--- Record extracts Enclosed Below ---

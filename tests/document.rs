//! Document round-trip laws over the public API.

use marionette::document::{scope_from_doc, scope_to_doc};
use marionette::{
    ControllableConstraint, ControllerSpec, Error, RotationSpec, ScalarSpec, Scope,
};
use serde_yaml::Value;

fn load(text: &str) -> Value {
    serde_yaml::from_str(text).unwrap()
}

#[test]
fn axis_angle_round_trips_structurally() {
    let doc = load("{axis-angle: [{vector3: [1, 0, 0]}, {input-var: 3}]}");
    let first = RotationSpec::from_doc(&doc).unwrap();
    let emitted = first.to_doc();
    let second = RotationSpec::from_doc(&emitted).unwrap();
    assert_eq!(first, second);
}

#[test]
fn emitted_documents_survive_serialization() {
    let doc = load("{axis-angle: [{vector3: [1, 0, 0]}, {input-var: 3}]}");
    let first = RotationSpec::from_doc(&doc).unwrap();
    let text = serde_yaml::to_string(&first.to_doc()).unwrap();
    let second = RotationSpec::from_doc(&load(&text)).unwrap();
    assert_eq!(first, second);
}

#[test]
fn vector_in_scalar_position_is_rejected() {
    let err = ScalarSpec::from_doc(&load("{double-mul: [-1, {vector3: [1, 2, 3]}]}")).unwrap_err();
    assert!(matches!(err, Error::KindMismatch { .. }));
}

#[test]
fn controllable_constraint_tuple_decodes_exactly() {
    let spec =
        ControllableConstraint::from_doc(&load("controllable-constraint: [-0.1, 0.2, 5.0, 2, my name]"))
            .unwrap();
    assert_eq!(spec.lower, ScalarSpec::Const(-0.1));
    assert_eq!(spec.upper, ScalarSpec::Const(0.2));
    assert_eq!(spec.weight, ScalarSpec::Const(5.0));
    assert_eq!(spec.input_index, 2);
    assert_eq!(spec.name, "my name");
}

#[test]
fn scope_names_survive_the_round_trip() {
    let doc = load(
        "[{axis: {vector3: [0, 0, 1]}}, \
          {turn: {axis-angle: [axis, {input-var: 0}]}}, \
          {hand: {frame: [turn, {vector3: [0.1, 0, 0]}]}}, \
          {height: {z-of: {origin-of: hand}}}]",
    );
    let spec = scope_from_doc(&doc).unwrap();
    let reparsed = scope_from_doc(&scope_to_doc(&spec)).unwrap();
    assert_eq!(spec, reparsed);

    let direct = Scope::from_spec(&spec).unwrap();
    let round_tripped = Scope::from_spec(&reparsed).unwrap();
    let direct_names: Vec<_> = direct.names().collect();
    let round_names: Vec<_> = round_tripped.names().collect();
    assert_eq!(direct_names, round_names);
}

#[test]
fn controller_spec_round_trips_through_its_document() {
    let doc = load(
        "scope: [{goal: 0.25}]\n\
         controllable-constraints: [{controllable-constraint: [-0.1, 0.2, 5.0, 0, joint]}]\n\
         soft-constraints: [{soft-constraint: [goal, goal, 5.0, {input-var: 0}, track]}]\n\
         hard-constraints: [{hard-constraint: [-1.0, 1.0, {input-var: 0}]}]",
    );
    let spec = ControllerSpec::from_doc(&doc).unwrap();
    assert_eq!(ControllerSpec::from_doc(&spec.to_doc()).unwrap(), spec);
}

--- End of Enclosed Record extracts ---

▶ **Problem statement**: Reproduce every entry, word for word.

▶ **Written reply**:
filename tests/document.rs
//! Document round-trip laws over the public API.

use marionette::document::{scope_from_doc, scope_to_doc};
use marionette::{
    ControllableConstraint, ControllerSpec, Error, RotationSpec, ScalarSpec, Scope,
};
use serde_yaml::Value;

fn load(text: &str) -> Value {
    serde_yaml::from_str(text).unwrap()
}

#[test]
fn axis_angle_round_trips_structurally() {
    let doc = load("{axis-angle: [{vector3: [1, 0, 0]}, {input-var: 3}]}");
    let first = RotationSpec::from_doc(&doc).unwrap();
    let emitted = first.to_doc();
    let second = RotationSpec::from_doc(&emitted).unwrap();
    assert_eq!(first, second);
}

#[test]
fn emitted_documents_survive_serialization() {
    let doc = load("{axis-angle: [{vector3: [1, 0, 0]}, {input-var: 3}]}");
    let first = RotationSpec::from_doc(&doc).unwrap();
    let text = serde_yaml::to_string(&first.to_doc()).unwrap();
    let second = RotationSpec::from_doc(&load(&text)).unwrap();
    assert_eq!(first, second);
}

#[test]
fn vector_in_scalar_position_is_rejected() {
    let err = ScalarSpec::from_doc(&load("{double-mul: [-1, {vector3: [1, 2, 3]}]}")).unwrap_err();
    assert!(matches!(err, Error::KindMismatch { .. }));
}

#[test]
fn controllable_constraint_tuple_decodes_exactly() {
    let spec =
        ControllableConstraint::from_doc(&load("controllable-constraint: [-0.1, 0.2, 5.0, 2, my name]"))
            .unwrap();
    assert_eq!(spec.lower, ScalarSpec::Const(-0.1));
    assert_eq!(spec.upper, ScalarSpec::Const(0.2));
    assert_eq!(spec.weight, ScalarSpec::Const(5.0));
    assert_eq!(spec.input_index, 2);
    assert_eq!(spec.name, "my name");
}

#[test]
fn scope_names_survive_the_round_trip() {
    let doc = load(
        "[{axis: {vector3: [0, 0, 1]}}, \
          {turn: {axis-angle: [axis, {input-var: 0}]}}, \
          {hand: {frame: [turn, {vector3: [0.1, 0, 0]}]}}, \
          {height: {z-of: {origin-of: hand}}}]",
    );
    let spec = scope_from_doc(&doc).unwrap();
    let reparsed = scope_from_doc(&scope_to_doc(&spec)).unwrap();
    assert_eq!(spec, reparsed);

    let direct = Scope::from_spec(&spec).unwrap();
    let round_tripped = Scope::from_spec(&reparsed).unwrap();
    let direct_names: Vec<_> = direct.names().collect();
    let round_names: Vec<_> = round_tripped.names().collect();
    assert_eq!(direct_names, round_names);
}

#[test]
fn controller_spec_round_trips_through_its_document() {
    let doc = load(
        "scope: [{goal: 0.25}]\n\
         controllable-constraints: [{controllable-constraint: [-0.1, 0.2, 5.0, 0, joint]}]\n\
         soft-constraints: [{soft-constraint: [goal, goal, 5.0, {input-var: 0}, track]}]\n\
         hard-constraints: [{hard-constraint: [-1.0, 1.0, {input-var: 0}]}]",
    );
    let spec = ControllerSpec::from_doc(&doc).unwrap();
    assert_eq!(ControllerSpec::from_doc(&spec.to_doc()).unwrap(), spec);
}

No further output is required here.